Hedge funds, what are they and how do they work?

Hedge funds

In the world of investing and finance, there are various strategies designed to protect and maximize asset returns. Among these strategies, hedge funds (also known as hedge funds) have positioned themselves as an attractive option for investors and wealth managers.

Are you interested in discovering how these funds can be a valuable tool in your investment portfolio? In this article, we will explore in depth the topic of hedge funds: what they are, how they operate and what their main characteristics are. 

What are hedge funds? 

Hedge funds are private investment vehicles managed by highly trained professionals and aimed at institutional and accredited investors. In Spain, hedge funds are formally recognized as free investment funds. One of the distinctive characteristics of these funds lies in the broad freedom that their managers have to outline investment strategies. Unlike traditional mutual funds, hedge funds typically have a more flexible structure and can employ a wide range of investment strategies to achieve superior returns. In addition, they have fewer restrictions in terms of debt, which gives them greater flexibility in their operations compared to other funds.

How do they work? 

They work by pooling money from multiple investors and then investing it in a variety of assets, such as stocks, bonds, commodities and derivatives.
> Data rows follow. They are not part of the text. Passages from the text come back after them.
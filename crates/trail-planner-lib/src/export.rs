//! Route export: chaining selected edges into walks and writing GPX

use crate::utils::{self, NodeKey};
use crate::{Result, RouteSolution, SelectedEdge};
use gpx::{Gpx, GpxVersion, TrackSegment};
use std::collections::{BTreeMap, BTreeSet};
use std::io::Write;

/// Value of the `creator` attribute in written files
pub const GPX_CREATOR: &str = "trail-planner";

/// Chain the selected directed edges into walks.
///
/// Walks start at nodes with one more outgoing than incoming edge (the open
/// ends), then at the lowest remaining node for closed loops. Every selected
/// edge appears in exactly one walk.
pub fn ordered_walks(solution: &RouteSolution) -> Vec<Vec<SelectedEdge>> {
    let edges = solution.selected_edges();
    let mut outgoing: BTreeMap<NodeKey, Vec<usize>> = BTreeMap::new();
    let mut balance: BTreeMap<NodeKey, i64> = BTreeMap::new();
    for (index, edge) in edges.iter().enumerate() {
        outgoing.entry(edge.from).or_default().push(index);
        *balance.entry(edge.from).or_insert(0) += 1;
        *balance.entry(edge.to).or_insert(0) -= 1;
    }

    let open_ends: BTreeSet<NodeKey> = balance
        .iter()
        .filter(|(_, value)| **value > 0)
        .map(|(key, _)| *key)
        .collect();

    let mut used = vec![false; edges.len()];
    let mut walks = Vec::new();
    loop {
        let next_unused = |node: &NodeKey| {
            outgoing
                .get(node)
                .and_then(|indices| indices.iter().copied().find(|&i| !used[i]))
        };
        let start = open_ends
            .iter()
            .chain(outgoing.keys())
            .find(|node| next_unused(*node).is_some())
            .copied();
        let Some(mut current) = start else {
            break;
        };

        let mut walk = Vec::new();
        while let Some(index) = outgoing
            .get(&current)
            .and_then(|indices| indices.iter().copied().find(|&i| !used[i]))
        {
            used[index] = true;
            walk.push(edges[index].clone());
            current = edges[index].to;
        }
        walks.push(walk);
    }
    walks
}

/// Build a GPX document with one track holding one segment per walk
pub fn to_gpx(solution: &RouteSolution, name: &str) -> Gpx {
    let mut track = gpx::Track::default();
    track.name = Some(name.to_string());
    track.description = Some(format!("{:.2} km", solution.total_distance()));

    for walk in ordered_walks(solution) {
        let mut segment = TrackSegment::default();
        for edge in &walk {
            for coord in edge.geometry().coords() {
                // Consecutive paths share their junction point
                let repeated = segment
                    .points
                    .last()
                    .is_some_and(|last| utils::waypoint_to_coord(last) == *coord);
                if !repeated {
                    segment.points.push(utils::coord_to_waypoint(*coord));
                }
            }
        }
        track.segments.push(segment);
    }

    let mut gpx = Gpx {
        version: GpxVersion::Gpx11,
        creator: Some(GPX_CREATOR.to_string()),
        ..Default::default()
    };
    gpx.tracks.push(track);
    gpx
}

/// Write the route as GPX to `writer`
pub fn write_gpx<W: Write>(solution: &RouteSolution, name: &str, writer: W) -> Result<()> {
    gpx::write(&to_gpx(solution, name), writer)?;
    Ok(())
}

/// Write the route as GPX to a file, creating parent directories
pub fn save_gpx(solution: &RouteSolution, name: &str, path: &std::path::Path) -> Result<()> {
    if let Some(parent) = path.parent().filter(|p| !p.as_os_str().is_empty()) {
        std::fs::create_dir_all(parent)?;
    }
    let file = std::fs::File::create(path)?;
    write_gpx(solution, name, std::io::BufWriter::new(file))?;
    tracing::info!("Route written to {}", path.display());
    Ok(())
}

#[cfg(test)]
mod tests {
    use super::*;
    use crate::{NewPath, PathRegistry, RouteOptimizer, RouteQuery, TrailGraph, geometry};
    use geo::coord;

    fn solved(edges: &[((f64, f64), (f64, f64))]) -> RouteSolution {
        let mut registry = PathRegistry::new();
        let paths: Vec<_> = edges
            .iter()
            .enumerate()
            .map(|(i, (a, b))| {
                let (a, b) = (coord! { x: a.0, y: a.1 }, coord! { x: b.0, y: b.1 });
                registry.get_or_create(NewPath {
                    name: format!("0_1_T{i}"),
                    track: format!("T{i}"),
                    geometry: geometry::segment_line(a, b),
                    origin: a.into(),
                    destination: b.into(),
                })
            })
            .collect();
        let graph = TrailGraph::from_paths(&paths);
        let mut optimizer = RouteOptimizer::new(&graph);
        optimizer
            .solve(RouteQuery::new(0.0, 100.0))
            .unwrap()
            .solution()
            .cloned()
            .unwrap()
    }

    #[test]
    fn test_open_walk_is_chained_from_its_end() {
        let solution = solved(&[
            ((0.0, 0.0), (0.01, 0.0)),
            ((0.02, 0.0), (0.01, 0.0)),
            ((0.02, 0.0), (0.03, 0.0)),
        ]);
        let walks = ordered_walks(&solution);
        assert_eq!(walks.len(), 1);
        let walk = &walks[0];
        assert_eq!(walk.len(), 3);
        for pair in walk.windows(2) {
            assert_eq!(pair[0].to, pair[1].from);
        }
    }

    #[test]
    fn test_loop_becomes_one_walk() {
        let solution = solved(&[
            ((0.0, 0.0), (0.01, 0.0)),
            ((0.01, 0.0), (0.01, 0.01)),
            ((0.01, 0.01), (0.0, 0.0)),
        ]);
        let walks = ordered_walks(&solution);
        assert_eq!(walks.len(), 1);
        assert_eq!(walks[0].first().unwrap().from, walks[0].last().unwrap().to);
    }

    #[test]
    fn test_gpx_output_has_no_duplicate_junctions() {
        let solution = solved(&[((0.0, 0.0), (0.01, 0.0)), ((0.01, 0.0), (0.02, 0.0))]);
        let gpx = to_gpx(&solution, "Loop");
        assert_eq!(gpx.tracks.len(), 1);
        assert_eq!(gpx.tracks[0].segments.len(), 1);
        assert_eq!(gpx.tracks[0].segments[0].points.len(), 3);
        assert_eq!(gpx.tracks[0].name.as_deref(), Some("Loop"));
    }

    #[test]
    fn test_written_gpx_reads_back() {
        let solution = solved(&[((0.0, 0.0), (0.01, 0.0)), ((0.01, 0.0), (0.02, 0.0))]);
        let mut buffer = Vec::new();
        write_gpx(&solution, "Ridge Route", &mut buffer).unwrap();

        let parsed = gpx::read(buffer.as_slice()).unwrap();
        assert_eq!(parsed.tracks.len(), 1);
        let points = &parsed.tracks[0].segments[0].points;
        assert_eq!(points.len(), 3);
        let ends = [
            utils::waypoint_to_coord(&points[0]),
            utils::waypoint_to_coord(&points[2]),
        ];
        assert!(ends.contains(&coord! { x: 0.0, y: 0.0 }));
        assert!(ends.contains(&coord! { x: 0.02, y: 0.0 }));
    }

    #[test]
    fn test_empty_solution_writes_empty_track() {
        let gpx = to_gpx(&RouteSolution::default(), "Nothing");
        assert_eq!(gpx.tracks.len(), 1);
        assert!(gpx.tracks[0].segments.is_empty());
    }
}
What makes them different from other types of funds is that hedge fund managers have great flexibility in making investment decisions.

Importantly, hedge funds are generally available to more sophisticated and wealthy investors due to the minimum investment requirements and looser regulations that apply to these funds.

What are their characteristics? 

  • A minimum of 25 participants is required in a hedge fund, compared to the 100 participants required in other types of Collective Investment Institutions.
  • Hedge funds can hold any asset class in their portfolio, from stocks, derivatives, raw materials or even real estate, thus being able to have a highly diversified set of assets.
  • Normally, there are two commissions charged by hedge funds in Spain: 
  • Management fee: generally ranges between 1% and 2% 
  • Success commission: varies between 15% and 25% of the profit obtained by the fund in a certain period of time. 
  • They represent a high risk for the investor since the investment policies of this type of funds are not safe and they use leverage, that is, they go into debt to buy assets. 
  • One of the requirements to invest in a hedge fund in Spain, without being a professional, is to contribute at least 100,000 euros.
  • This type of asset has low liquidity because it may require a minimum investment period and reimbursements are only made every three or six months.

In short, hedge funds are a valuable tool for investors who want to diversify their investments and protect themselves from market risks. These funds can generate good returns even when the market is volatile. However, it is important to note that they require more advanced financial knowledge and are associated with greater risk. It is essential to evaluate the level of experience and risk tolerance before considering them as part of an investment strategy. Finally, before investing in hedge funds, it is advisable to consult with qualified financial advisors and carry out a careful evaluation of the investment objectives. , risk profile and personal suitability. If approached properly, including hedge funds in an investment portfolio can provide significant long-term benefits.